The answer must consist of every line in the records that contains the word "token".

= Beginning of Section =

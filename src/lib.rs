//! Satchel — authenticated REST client for a school-management API.
//!
//! Wraps outbound HTTP calls with bearer-token attachment, detects
//! token-expiry responses, coalesces concurrent token refreshes into a
//! single in-flight operation, and retries the failed request once with
//! the refreshed token. Unrecoverable auth failures clear the stored
//! credentials and signal a redirect to the login view.
//!
//! # Quick Start
//!
//! ```no_run
//! use std::sync::Arc;
//! use satchel::prelude::*;
//!
//! # async fn example() -> satchel::error::Result<()> {
//! let store = Arc::new(FileCredentialStore::new_default());
//! let client = ApiClient::from_env(store);
//! let response = client.get("/notices").await?;
//! println!("{}", response.status());
//! # Ok(())
//! # }
//! ```

pub mod auth;
pub mod client;
pub mod config;
pub mod error;
pub mod prelude;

= End of Section =

Task solution >>
//! Wraps outbound HTTP calls with bearer-token attachment, detects
//! token-expiry responses, coalesces concurrent token refreshes into a
//! the refreshed token. Unrecoverable auth failures clear the stored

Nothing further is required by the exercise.